The Photosho-Grapher
26th July 2010, in Blog (1 Comments)
The public assumption is that Photoshop equals airbrushing. To Photoshop is to retouch. Photoshop became famous for the Liquify effect. Tightening Britney’s / Courtney’s / Famous Celebrity Y’s hips and thinning her thighs. It’s the stuff of a behind the scenes beauty feature on E! Entertainment and it’s what gave Photoshop a bad rep.
But Photoshop doesn’t necessarily make for better images. It just makes them different. This is not always a good thing. There are many photographers who photoshop badly. Photoshop can be a an axe, hacking away the sumptuous subtlety of an image. Over-editing can make photographs surreal and jarring. Too punchy, too colorful, too contrasted, too bright, over-sharp.
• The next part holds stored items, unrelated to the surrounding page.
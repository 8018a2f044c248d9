//! Request router (C4): the dispatch path for every `call_tool_*`
//! invocation arriving on the proxy's MCP surface.

use std::{sync::Arc, time::Instant};

use serde::{Deserialize, Serialize};
use serde_json::{Map, Value};

use crate::catalogue::{QualifiedToolName, ToolInventory};
use crate::config::ConfigStore;
use crate::dataflow::{DataFlowEngine, FlowDecision};
use crate::error::{McpError, McpResult};
use crate::events::{EventBus, ProxyEvent};
use crate::store::{Store, BUCKET_TOOL_CALLS};
use crate::supervisor::Supervisor;
use crate::tenant::SessionId;
use crate::truncate::Truncator;

/// The caller's declared operation class. The variant used (read / write /
/// destructive) always wins over any client-supplied `operation_type` —
/// §4.4's intent-declaration rule.
#[derive(Debug, Clone, Copy, PartialEq, Eq, Serialize, Deserialize)]
#[serde(rename_all = "snake_case")]
pub enum Intent {
    Read,
    Write,
    Destructive,
}

#[derive(Debug, Clone, Copy, PartialEq, Eq, Serialize, Deserialize)]
#[serde(rename_all = "snake_case")]
pub enum ExecutionType {
    Direct,
    Orchestrated,
    Replayed,
}

#[derive(Debug, Clone, Serialize, Deserialize)]
pub struct TokenMetrics {
    pub input_tokens: u64,
    pub output_tokens: u64,
    pub truncated: bool,
}

#[derive(Debug, Clone, Serialize, Deserialize)]
pub struct ToolCallRecord {
    pub id: String,
    pub server_name: String,
    pub tool_name: String,
    pub arguments: Value,
    pub response: Option<Value>,
    pub error: Option<String>,
    pub duration_ns: u128,
    pub timestamp_unix_ns: u128,
    pub session_id: String,
    pub client_name: Option<String>,
    pub client_version: Option<String>,
    pub request_id: Option<String>,
    pub operation_type: Intent,
    pub token_metrics: TokenMetrics,
    pub execution_type: ExecutionType,
}

/// Per-call context the handler assembles before invoking the router.
pub struct DispatchRequest {
    pub qualified_name: QualifiedToolName,
    pub args: Option<Map<String, Value>>,
    pub intent: Intent,
    pub session_id: SessionId,
    pub client_name: Option<String>,
    pub client_version: Option<String>,
    pub request_id: Option<String>,
    pub execution_type: ExecutionType,
}

/// Either a dispatched result or a non-error "block" result (quarantine),
/// matching §4.4 step 2's "produce a security-block result, not an error".
pub enum DispatchOutcome {
    Result(Value),
    QuarantineBlock { message: String, tool_description: Option<String> },
    FlowWarning { response: Value, warning: String },
}

fn troubleshooting_advice(status: u16, body: &str) -> String {
    let lower = body.to_lowercase();
    if lower.contains("api key") {
        return "Check that the upstream API key is valid and not expired.".to_string();
    }
    if lower.contains("timeout") {
        return "The upstream took too long to respond; it may be overloaded or unreachable.".to_string();
    }
    if lower.contains("connection") {
        return "Could not reach the upstream; verify it is running and network-accessible.".to_string();
    }
    match status {
        400 => "The request was malformed; check argument names and types.".to_string(),
        401 => "Authentication failed; the upstream rejected the credentials.".to_string(),
        403 => "The upstream refused the request (forbidden).".to_string(),
        404 => "The upstream reports this resource does not exist.".to_string(),
        429 => "Rate limited by the upstream; retry after a backoff.".to_string(),
        500 => "The upstream reported an internal error.".to_string(),
        502 | 503 | 504 => "The upstream is temporarily unavailable.".to_string(),
        _ => "Unclassified upstream error.".to_string(),
    }
}

fn next_call_id(tool_name: &str) -> String {
    let nanos = std::time::SystemTime::now()
        .duration_since(std::time::UNIX_EPOCH)
        .unwrap_or_default()
        .as_nanos();
    format!("{nanos}-{tool_name}")
}

/// Ties together the supervisor, catalogue, data-flow engine, and
/// truncator to implement the dispatch algorithm of §4.4.
pub struct Router {
    supervisor: Arc<Supervisor>,
    catalogue: Arc<ToolInventory>,
    dataflow: Arc<DataFlowEngine>,
    truncator: Arc<Truncator>,
    config: Arc<ConfigStore>,
    events: EventBus,
    store: Arc<Store>,
}

impl Router {
    pub fn new(
        supervisor: Arc<Supervisor>,
        catalogue: Arc<ToolInventory>,
        dataflow: Arc<DataFlowEngine>,
        truncator: Arc<Truncator>,
        config: Arc<ConfigStore>,
        events: EventBus,
        store: Arc<Store>,
    ) -> Self {
        Self {
            supervisor,
            catalogue,
            dataflow,
            truncator,
            config,
            events,
            store,
        }
    }

    /// Full dispatch algorithm, steps 1-8 of §4.4. Step 1 (name parsing)
    /// is the caller's job — `request.qualified_name` is already parsed.
    pub async fn dispatch(&self, request: DispatchRequest) -> McpResult<DispatchOutcome> {
        let server_name = request.qualified_name.server_key.clone();
        let tool_name = request.qualified_name.tool_name.clone();

        let config = self.config.snapshot();
        if config.features.read_only_mode && request.intent != Intent::Read {
            return Err(McpError::InvalidRequest(
                "read-only mode: only read operations are permitted".to_string(),
            ));
        }

        let descriptor = config
            .get_server(&server_name)
            .ok_or_else(|| McpError::ServerNotFound(server_name.clone()))?;

        if descriptor.quarantined {
            return Ok(DispatchOutcome::QuarantineBlock {
                message: format!(
                    "server '{server_name}' is quarantined; call quarantine_security operation=inspect_quarantined to review"
                ),
                tool_description: self
                    .catalogue
                    .get_tool_qualified(&server_name, &tool_name)
                    .and_then(|t| t.description.map(|d| d.to_string())),
            });
        }

        let client = self
            .supervisor
            .get_client(&server_name)
            .await
            .ok_or_else(|| McpError::NotConnected(format!("{server_name} (no client)")))?;
        if !client.is_connected() {
            return Err(McpError::NotConnected(format!(
                "{server_name} (state={:?})",
                client.state()
            )));
        }

        let args_value = request
            .args
            .clone()
            .map(Value::Object)
            .unwrap_or(Value::Null);

        if matches!(request.intent, Intent::Write | Intent::Destructive) {
            let (decision, warning) = self.dataflow.evaluate(
                &request.session_id,
                &server_name,
                descriptor.class.as_deref(),
                &args_value,
            );
            match decision {
                FlowDecision::Deny => {
                    return Err(McpError::FlowPolicyDenied(
                        warning.unwrap_or_else(|| "data flow security: blocked".to_string()),
                    ));
                }
                FlowDecision::Warn => {
                    if let Some(w) = warning {
                        tracing::warn!(server = server_name, tool = tool_name, "{w}");
                    }
                }
                FlowDecision::Allow => {}
            }
        }

        let started = Instant::now();
        let call_result = client.call_tool(&tool_name, request.args.clone()).await;
        let duration_ns = started.elapsed().as_nanos();

        let record_id = next_call_id(&tool_name);
        let timestamp_unix_ns = std::time::SystemTime::now()
            .duration_since(std::time::UNIX_EPOCH)
            .unwrap_or_default()
            .as_nanos();

        let outcome = match call_result {
            Ok(result) => {
                let response_value = serde_json::to_value(&result).unwrap_or(Value::Null);

                self.dataflow.record_origin(
                    &request.session_id,
                    &server_name,
                    descriptor.class.as_deref(),
                    &tool_name,
                    &response_value,
                );

                let truncated = self
                    .truncator
                    .maybe_truncate(&tool_name, &args_value, &response_value)
                    .ok()
                    .flatten();

                let (final_response, was_truncated) = match truncated {
                    Some(view) => (Value::String(view.preview), true),
                    None => (response_value.clone(), false),
                };

                self.persist_record(ToolCallRecord {
                    id: record_id,
                    server_name: server_name.clone(),
                    tool_name: tool_name.clone(),
                    arguments: args_value,
                    response: Some(response_value),
                    error: None,
                    duration_ns,
                    timestamp_unix_ns,
                    session_id: request.session_id.to_string(),
                    client_name: request.client_name,
                    client_version: request.client_version,
                    request_id: request.request_id,
                    operation_type: request.intent,
                    token_metrics: TokenMetrics {
                        input_tokens: 0,
                        output_tokens: 0,
                        truncated: was_truncated,
                    },
                    execution_type: request.execution_type,
                });

                self.events.publish(ProxyEvent::CallCompleted {
                    tool: format!("{server_name}:{tool_name}"),
                    success: true,
                    duration_ms: (duration_ns / 1_000_000) as u64,
                });

                DispatchOutcome::Result(final_response)
            }
            Err(e) => {
                let (status, body) = match &e {
                    McpError::UpstreamError { status, body } => (*status, body.clone()),
                    other => (502, other.to_string()),
                };
                let advice = troubleshooting_advice(status, &body);
                let message = format!("{body}\n\nTroubleshooting: {advice}");

                self.persist_record(ToolCallRecord {
                    id: record_id,
                    server_name: server_name.clone(),
                    tool_name: tool_name.clone(),
                    arguments: args_value,
                    response: None,
                    error: Some(message.clone()),
                    duration_ns,
                    timestamp_unix_ns,
                    session_id: request.session_id.to_string(),
                    client_name: request.client_name,
                    client_version: request.client_version,
                    request_id: request.request_id,
                    operation_type: request.intent,
                    token_metrics: TokenMetrics {
                        input_tokens: 0,
                        output_tokens: 0,
                        truncated: false,
                    },
                    execution_type: request.execution_type,
                });

                self.events.publish(ProxyEvent::CallCompleted {
                    tool: format!("{server_name}:{tool_name}"),
                    success: false,
                    duration_ms: (duration_ns / 1_000_000) as u64,
                });

                return Err(McpError::UpstreamError { status, body: message });
            }
        };

        Ok(outcome)
    }

    fn persist_record(&self, record: ToolCallRecord) {
        let key = Store::be_key(record.timestamp_unix_ns as u64);
        if let Err(e) = self.store.put_json(BUCKET_TOOL_CALLS, &key, &record) {
            tracing::warn!(error = %e, "failed to persist tool-call record");
        }
    }

    /// Parses `"server:tool"` into a qualified name; upstream tools always
    /// contain `:`, built-in meta-tools never do.
    pub fn parse_name(name: &str) -> McpResult<QualifiedToolName> {
        QualifiedToolName::parse(name)
            .ok_or_else(|| McpError::InvalidRequest(format!("'{name}' is not a prefixed tool name")))
    }
}
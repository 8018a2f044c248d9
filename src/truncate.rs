//! Response truncator + cache (C5): content-hash-addressed pagination for
//! oversize tool responses.

use std::time::{Duration, SystemTime, UNIX_EPOCH};

use serde::{Deserialize, Serialize};

use crate::error::{McpError, McpResult};
use crate::store::Store;

pub const DEFAULT_CACHE_TTL: Duration = Duration::from_secs(24 * 60 * 60);
const MAX_PAGE_LIMIT: usize = 1000;

#[derive(Debug, Clone, Serialize, Deserialize)]
pub struct CacheRecord {
    pub content_hash: String,
    pub tool_name: String,
    pub original_args: serde_json::Value,
    pub records: Vec<String>,
    pub cached_at_unix: u64,
}

#[derive(Debug, Clone)]
pub struct TruncatedView {
    pub content_hash: Option<String>,
    pub preview: String,
    pub total_records: usize,
    pub shown_records: usize,
}

/// Splits a tool response into logical records: array-valued top-level
/// fields become one record per element, a plain string is split
/// line-wise, anything else is a single record holding its JSON text.
fn split_into_records(value: &serde_json::Value) -> Vec<String> {
    match value {
        serde_json::Value::Array(items) => items
            .iter()
            .map(|v| serde_json::to_string(v).unwrap_or_default())
            .collect(),
        serde_json::Value::String(s) => s.lines().map(str::to_string).collect(),
        serde_json::Value::Object(map) => {
            if let Some((_, serde_json::Value::Array(items))) =
                map.iter().find(|(_, v)| v.is_array())
            {
                items
                    .iter()
                    .map(|v| serde_json::to_string(v).unwrap_or_default())
                    .collect()
            } else {
                vec![serde_json::to_string(value).unwrap_or_default()]
            }
        }
        other => vec![serde_json::to_string(other).unwrap_or_default()],
    }
}

fn now_unix() -> u64 {
    SystemTime::now()
        .duration_since(UNIX_EPOCH)
        .unwrap_or_default()
        .as_secs()
}

pub struct Truncator {
    store: std::sync::Arc<Store>,
    limit_bytes: usize,
}

impl Truncator {
    pub fn new(store: std::sync::Arc<Store>, limit_bytes: usize) -> Self {
        Self { store, limit_bytes }
    }

    /// Returns `None` if the serialized response already fits under the
    /// limit — no truncation needed.
    pub fn maybe_truncate(
        &self,
        tool_name: &str,
        original_args: &serde_json::Value,
        response: &serde_json::Value,
    ) -> McpResult<Option<TruncatedView>> {
        let serialized = serde_json::to_string(response)?;
        if serialized.len() <= self.limit_bytes {
            return Ok(None);
        }

        let content_hash = blake3::hash(serialized.as_bytes()).to_hex().to_string();
        let records = split_into_records(response);

        let cache_record = CacheRecord {
            content_hash: content_hash.clone(),
            tool_name: tool_name.to_string(),
            original_args: original_args.clone(),
            records: records.clone(),
            cached_at_unix: now_unix(),
        };

        match self.store.cache_put(&content_hash, &cache_record) {
            Ok(()) => {
                let mut shown = 0usize;
                let mut used_bytes = 0usize;
                for record in &records {
                    if used_bytes + record.len() > self.limit_bytes {
                        break;
                    }
                    used_bytes += record.len();
                    shown += 1;
                }
                shown = shown.max(1).min(records.len());
                let preview = records[..shown].join("\n");
                Ok(Some(TruncatedView {
                    content_hash: Some(content_hash.clone()),
                    preview: format!(
                        "{preview}\n\n[truncated {shown}/{total} records. Use read_cache tool: key=\"{content_hash}\"]",
                        total = records.len(),
                    ),
                    total_records: records.len(),
                    shown_records: shown,
                }))
            }
            Err(e) => {
                tracing::warn!(error = %e, "cache store failed, falling back to byte-level truncation");
                let truncated = &serialized[..serialized.len().min(self.limit_bytes)];
                Ok(Some(TruncatedView {
                    content_hash: None,
                    preview: truncated.to_string(),
                    total_records: records.len(),
                    shown_records: 0,
                }))
            }
        }
    }

    /// `read_cache(key, offset, limit)`: returns `[offset, offset+limit)`
    /// records. `1 <= limit <= 1000`, `offset >= 0`.
    pub fn read_cache(&self, key: &str, offset: usize, limit: usize) -> McpResult<Vec<String>> {
        if limit == 0 || limit > MAX_PAGE_LIMIT {
            return Err(McpError::InvalidRequest(format!(
                "limit must be between 1 and {MAX_PAGE_LIMIT}"
            )));
        }
        let record: CacheRecord = self
            .store
            .cache_get(key)?
            .ok_or_else(|| McpError::NotFound(format!("cache key '{key}'")))?;

        if self.is_expired(&record) {
            return Err(McpError::NotFound(format!("cache key '{key}' expired")));
        }

        let end = (offset + limit).min(record.records.len());
        if offset >= record.records.len() {
            return Ok(Vec::new());
        }
        Ok(record.records[offset..end].to_vec())
    }

    fn is_expired(&self, record: &CacheRecord) -> bool {
        now_unix().saturating_sub(record.cached_at_unix) > DEFAULT_CACHE_TTL.as_secs()
    }
}
//! Qualified tool index with multi-key lookup.
//!
//! Thread-safe cache for MCP capabilities across all connected servers.
//! Provides multiple indices for efficient lookup:
//! - By qualified name (server + tool)
//! - By simple name (with collision handling)
//! - By server (for bulk operations)

use std::collections::HashSet;

use dashmap::DashMap;
use rmcp::model::Tool;
use tracing::warn;

use super::types::{QualifiedToolName, ToolEntry};

pub struct ToolInventory {
    tools_by_qualified: DashMap<QualifiedToolName, ToolEntry>,
    tools_by_simple_name: DashMap<String, Vec<QualifiedToolName>>,
    tools_by_server: DashMap<String, HashSet<String>>,
}

impl ToolInventory {
    pub fn new() -> Self {
        Self {
            tools_by_qualified: DashMap::new(),
            tools_by_simple_name: DashMap::new(),
            tools_by_server: DashMap::new(),
        }
    }
}

impl Default for ToolInventory {
    fn default() -> Self {
        Self::new()
    }
}
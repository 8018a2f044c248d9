//! Session store (C7): tracks client sessions opened against the proxy's
//! own MCP surface, so tool-call records and the data-flow origin map (C6)
//! can be keyed consistently.

use std::time::Duration;

use chrono::{DateTime, Utc};
use dashmap::DashMap;

use crate::tenant::SessionId;

#[derive(Debug, Clone)]
pub struct SessionRecord {
    pub session_id: SessionId,
    pub client_name: String,
    pub client_version: String,
    pub first_seen: DateTime<Utc>,
    pub last_seen: DateTime<Utc>,
}

impl SessionRecord {
    fn new(session_id: SessionId, client_name: String, client_version: String) -> Self {
        let now = Utc::now();
        Self {
            session_id,
            client_name,
            client_version,
            first_seen: now,
            last_seen: now,
        }
    }
}

/// Idle sessions older than this are eligible for eviction by `sweep()`.
/// Mirrors the origin map's 30-minute idle TTL so a session and its
/// data-flow history expire together.
const IDLE_TTL: Duration = Duration::from_secs(30 * 60);

pub struct SessionStore {
    sessions: DashMap<SessionId, SessionRecord>,
}

impl SessionStore {
    pub fn new() -> Self {
        Self {
            sessions: DashMap::new(),
        }
    }

    /// Registers a session the first time it's seen, or refreshes
    /// `last_seen` if it's already known. Called from the MCP transport's
    /// session-registration callback.
    pub fn register(&self, session_id: SessionId, client_name: &str, client_version: &str) {
        self.sessions
            .entry(session_id.clone())
            .and_modify(|record| record.last_seen = Utc::now())
            .or_insert_with(|| {
                SessionRecord::new(session_id, client_name.to_string(), client_version.to_string())
            });
    }

    pub fn touch(&self, session_id: &SessionId) {
        if let Some(mut record) = self.sessions.get_mut(session_id) {
            record.last_seen = Utc::now();
        }
    }

    pub fn get(&self, session_id: &SessionId) -> Option<SessionRecord> {
        self.sessions.get(session_id).map(|r| r.clone())
    }

    pub fn end(&self, session_id: &SessionId) {
        self.sessions.remove(session_id);
    }

    pub fn len(&self) -> usize {
        self.sessions.len()
    }

    pub fn is_empty(&self) -> bool {
        self.sessions.is_empty()
    }

    /// Drops sessions idle longer than `IDLE_TTL`. Call periodically
    /// alongside the supervisor's reconciliation tick.
    pub fn sweep(&self) {
        let now = Utc::now();
        self.sessions.retain(|_, record| {
            now.signed_duration_since(record.last_seen)
                .to_std()
                .map(|d| d < IDLE_TTL)
                .unwrap_or(true)
        });
    }
}

impl Default for SessionStore {
    fn default() -> Self {
        Self::new()
    }
}

#[cfg(test)]
mod tests {
    use super::*;

    #[test]
    fn test_register_and_get() {
        let store = SessionStore::new();
        let id = SessionId::new("s1");
        store.register(id.clone(), "claude", "1.0");
        let record = store.get(&id).unwrap();
        assert_eq!(record.client_name, "claude");
        assert_eq!(record.client_version, "1.0");
    }

    #[test]
    fn test_register_twice_keeps_first_seen() {
        let store = SessionStore::new();
        let id = SessionId::new("s1");
        store.register(id.clone(), "claude", "1.0");
        let first = store.get(&id).unwrap().first_seen;
        store.register(id.clone(), "claude", "1.0");
        let second = store.get(&id).unwrap().first_seen;
        assert_eq!(first, second);
    }

    #[test]
    fn test_end_removes_session() {
        let store = SessionStore::new();
        let id = SessionId::new("s1");
        store.register(id.clone(), "claude", "1.0");
        store.end(&id);
        assert!(store.get(&id).is_none());
        assert!(store.is_empty());
    }
}
//! Auxiliary HTTP surface (C8): status/activity inspection and an SSE feed
//! over the event bus, separate from the MCP protocol endpoint itself.

use std::sync::Arc;

use axum::{
    extract::{Path, Query, State},
    http::{HeaderMap, StatusCode},
    response::{
        sse::{Event, KeepAlive, Sse},
        IntoResponse, Response,
    },
    routing::{get, post},
    Json, Router,
};
use futures::stream::{Stream, StreamExt};
use serde::Deserialize;
use serde_json::{json, Value};
use tokio_stream::wrappers::BroadcastStream;

use crate::catalogue::ToolInventory;
use crate::config::ConfigStore;
use crate::dataflow::DataFlowEngine;
use crate::events::EventBus;
use crate::store::{Store, BUCKET_TOOL_CALLS};
use crate::supervisor::Supervisor;
use crate::tenant::SessionId;

const REQUEST_ID_MAX_LEN: usize = 256;

#[derive(Clone)]
pub struct AppState {
    pub config: Arc<ConfigStore>,
    pub catalogue: Arc<ToolInventory>,
    pub supervisor: Arc<Supervisor>,
    pub events: EventBus,
    pub store: Arc<Store>,
    pub dataflow: Arc<DataFlowEngine>,
    pub api_key: Option<String>,
}

pub fn build_router(state: AppState) -> Router {
    Router::new()
        .route("/healthz", get(healthz))
        .route("/livez", get(healthz))
        .route("/health", get(healthz))
        .route("/readyz", get(readyz))
        .route("/ready", get(readyz))
        .route("/events", get(events_stream))
        .route("/api/v1/status", get(status_handler))
        .route("/api/v1/servers", get(list_servers_handler))
        .route("/api/v1/servers/:name/tools", get(server_tools_handler))
        .route("/api/v1/activity", get(activity_handler))
        .route("/api/v1/activity/summary", get(activity_summary_handler))
        .route("/api/v1/hooks/evaluate", post(hooks_evaluate_handler))
        .layer(axum::middleware::from_fn_with_state(state.clone(), auth_middleware))
        .with_state(state)
}

async fn auth_middleware(
    State(state): State<AppState>,
    headers: HeaderMap,
    Query(query): Query<std::collections::HashMap<String, String>>,
    request: axum::extract::Request,
    next: axum::middleware::Next,
) -> Response {
    let path = request.uri().path();
    if matches!(path, "/healthz" | "/livez" | "/health" | "/readyz" | "/ready") {
        return next.run(request).await;
    }

    let Some(expected) = state.api_key.as_deref() else {
        return next.run(request).await;
    };

    let provided = headers
        .get("X-API-Key")
        .and_then(|v| v.to_str().ok())
        .or_else(|| query.get("apikey").map(String::as_str));

    match provided {
        Some(key) if key == expected => next.run(request).await,
        _ => (StatusCode::UNAUTHORIZED, "invalid or missing API key").into_response(),
    }
}

async fn healthz() -> impl IntoResponse {
    (StatusCode::OK, Json(json!({ "status": "ok" })))
}

async fn readyz(State(state): State<AppState>) -> impl IntoResponse {
    let live = state.supervisor.live_names().await;
    let desired = state.config.snapshot().servers.len();
    let ready = !live.is_empty() || desired == 0;
    let code = if ready { StatusCode::OK } else { StatusCode::SERVICE_UNAVAILABLE };
    (code, Json(json!({ "ready": ready, "live_servers": live.len(), "desired_servers": desired })))
}

async fn status_handler(State(state): State<AppState>) -> impl IntoResponse {
    let config = state.config.snapshot();
    let live = state.supervisor.live_names().await;
    let counts = state.catalogue.index_counts();
    Json(json!({
        "desired_servers": config.servers.len(),
        "live_servers": live,
        "tools": counts.tools,
        "subscribers": state.events.subscriber_count(),
    }))
}

async fn list_servers_handler(State(state): State<AppState>) -> impl IntoResponse {
    let config = state.config.snapshot();
    let live = state.supervisor.live_names().await;
    let servers: Vec<Value> = config
        .servers
        .iter()
        .map(|d| {
            json!({
                "name": d.name,
                "protocol": d.protocol,
                "enabled": d.enabled,
                "quarantined": d.quarantined,
                "class": d.class,
                "connected": live.contains(&d.name),
            })
        })
        .collect();
    Json(json!({ "servers": servers }))
}

async fn server_tools_handler(
    State(state): State<AppState>,
    Path(name): Path<String>,
) -> impl IntoResponse {
    let tools: Vec<Value> = state
        .catalogue
        .list_tools_qualified()
        .into_iter()
        .filter(|(qualified, _)| qualified.server_key == name)
        .map(|(qualified, tool)| {
            json!({
                "name": qualified.to_string(),
                "description": tool.description,
            })
        })
        .collect();
    Json(json!({ "server": name, "tools": tools }))
}

#[derive(Deserialize)]
struct ActivityQuery {
    period: Option<String>,
}

fn recent_activity(store: &Store, limit: usize) -> crate::error::McpResult<Vec<Value>> {
    let mut records: Vec<Value> =
        store.range_json(BUCKET_TOOL_CALLS, &Store::be_key(0), &Store::be_key(u64::MAX))?;
    if records.len() > limit {
        records = records.split_off(records.len() - limit);
    }
    records.reverse();
    Ok(records)
}

async fn activity_handler(State(state): State<AppState>) -> impl IntoResponse {
    match recent_activity(&state.store, 100) {
        Ok(records) => Json(json!({ "activity": records })).into_response(),
        Err(e) => (StatusCode::INTERNAL_SERVER_ERROR, e.to_string()).into_response(),
    }
}

async fn activity_summary_handler(
    State(state): State<AppState>,
    Query(query): Query<ActivityQuery>,
) -> impl IntoResponse {
    let period = query.period.unwrap_or_else(|| "1h".to_string());
    match recent_activity(&state.store, 1000) {
        Ok(records) => {
            let total = records.len();
            let errors = records
                .iter()
                .filter(|r| r.get("error").map(|e| !e.is_null()).unwrap_or(false))
                .count();
            Json(json!({ "period": period, "total_calls": total, "errors": errors })).into_response()
        }
        Err(e) => (StatusCode::INTERNAL_SERVER_ERROR, e.to_string()).into_response(),
    }
}

/// Hook-mode ingestion (§4.6): a `PostToolUse` event records origins the
/// same way an in-process tool call would; a `PreToolUse` event evaluates
/// the pending call against those recorded origins pre-dispatch.
async fn hooks_evaluate_handler(
    State(state): State<AppState>,
    Json(payload): Json<Value>,
) -> impl IntoResponse {
    let Some(session_id) = payload.get("session_id").and_then(Value::as_str) else {
        return (StatusCode::BAD_REQUEST, "missing session_id").into_response();
    };
    let session = SessionId::new(session_id);
    let server = payload.get("server").and_then(Value::as_str).unwrap_or_default();
    let server_class = payload.get("server_class").and_then(Value::as_str);

    match payload.get("event").and_then(Value::as_str) {
        Some("PostToolUse") => {
            let tool_name = payload.get("tool_name").and_then(Value::as_str).unwrap_or_default();
            let empty = Value::Null;
            let response = payload.get("response").unwrap_or(&empty);
            state.dataflow.record_origin(&session, server, server_class, tool_name, response);
            Json(json!({ "decision": "allow" })).into_response()
        }
        Some("PreToolUse") => {
            let empty = Value::Null;
            let args = payload.get("args").unwrap_or(&empty);
            let (decision, message) = state.dataflow.evaluate(&session, server, server_class, args);
            let decision_str = match decision {
                crate::dataflow::FlowDecision::Allow => "allow",
                crate::dataflow::FlowDecision::Warn => "warn",
                crate::dataflow::FlowDecision::Deny => "deny",
            };
            Json(json!({ "decision": decision_str, "reason": message })).into_response()
        }
        _ => (StatusCode::BAD_REQUEST, "unknown or missing event type").into_response(),
    }
}

async fn events_stream(
    State(state): State<AppState>,
) -> Sse<impl Stream<Item = Result<Event, std::convert::Infallible>>> {
    let rx = state.events.subscribe();
    let stream = BroadcastStream::new(rx).filter_map(|item| async move {
        match item {
            Ok(event) => {
                let data = serde_json::to_string(&event).unwrap_or_default();
                Some(Ok(Event::default().data(data)))
            }
            Err(_) => None,
        }
    });
    Sse::new(stream).keep_alive(KeepAlive::default())
}

/// Validates (or mints) a request ID per the echo/validation rule: must
/// match `[A-Za-z0-9._-]{1,256}`, else a fresh UUIDv4 replaces it.
pub fn normalize_request_id(candidate: Option<&str>) -> String {
    let valid = candidate
        .filter(|s| !s.is_empty() && s.len() <= REQUEST_ID_MAX_LEN)
        .filter(|s| s.bytes().all(|b| b.is_ascii_alphanumeric() || matches!(b, b'.' | b'_' | b'-')));
    match valid {
        Some(s) => s.to_string(),
        None => uuid::Uuid::new_v4().to_string(),
    }
}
Photoshop can show a photographer trying too hard to fix an image that wasn’t very interesting in the first place. There are also some photographers who claim superior skills because they don’t use photoshop at all. But photoshop is such an integral part of the process of modern photography, to avoid it completely is like a writer trying to avoid spellcheck.
An essential questions remains: If everybody has access to the same photo-manipulation tools, the same scripted effects, the same youTube photoshop tutorials, etc, what makes one photographer better than another? It’s obviously not just the way they edit an image, but the whole way they handle an idea. The skill is still in their eye, their particular taste, their way of managing a visual process. It’s up to the photographer as director, shaper, storyteller to draw on visual cues and triggers, to balance and compose scenes intuitively, to use a range of equipment and lenses, to draw on rich narratives by casting the right people and choosing the right locations to create the emotion and power behind an image. Photography is a process, like design, engineering, sewing. Photoshop can help or hinder that process. It’s a tool not a solution.

1 Comments
August 5, 2010 7:04 pm
KIRAFASHION (@@KIRAFASHION)
very nice!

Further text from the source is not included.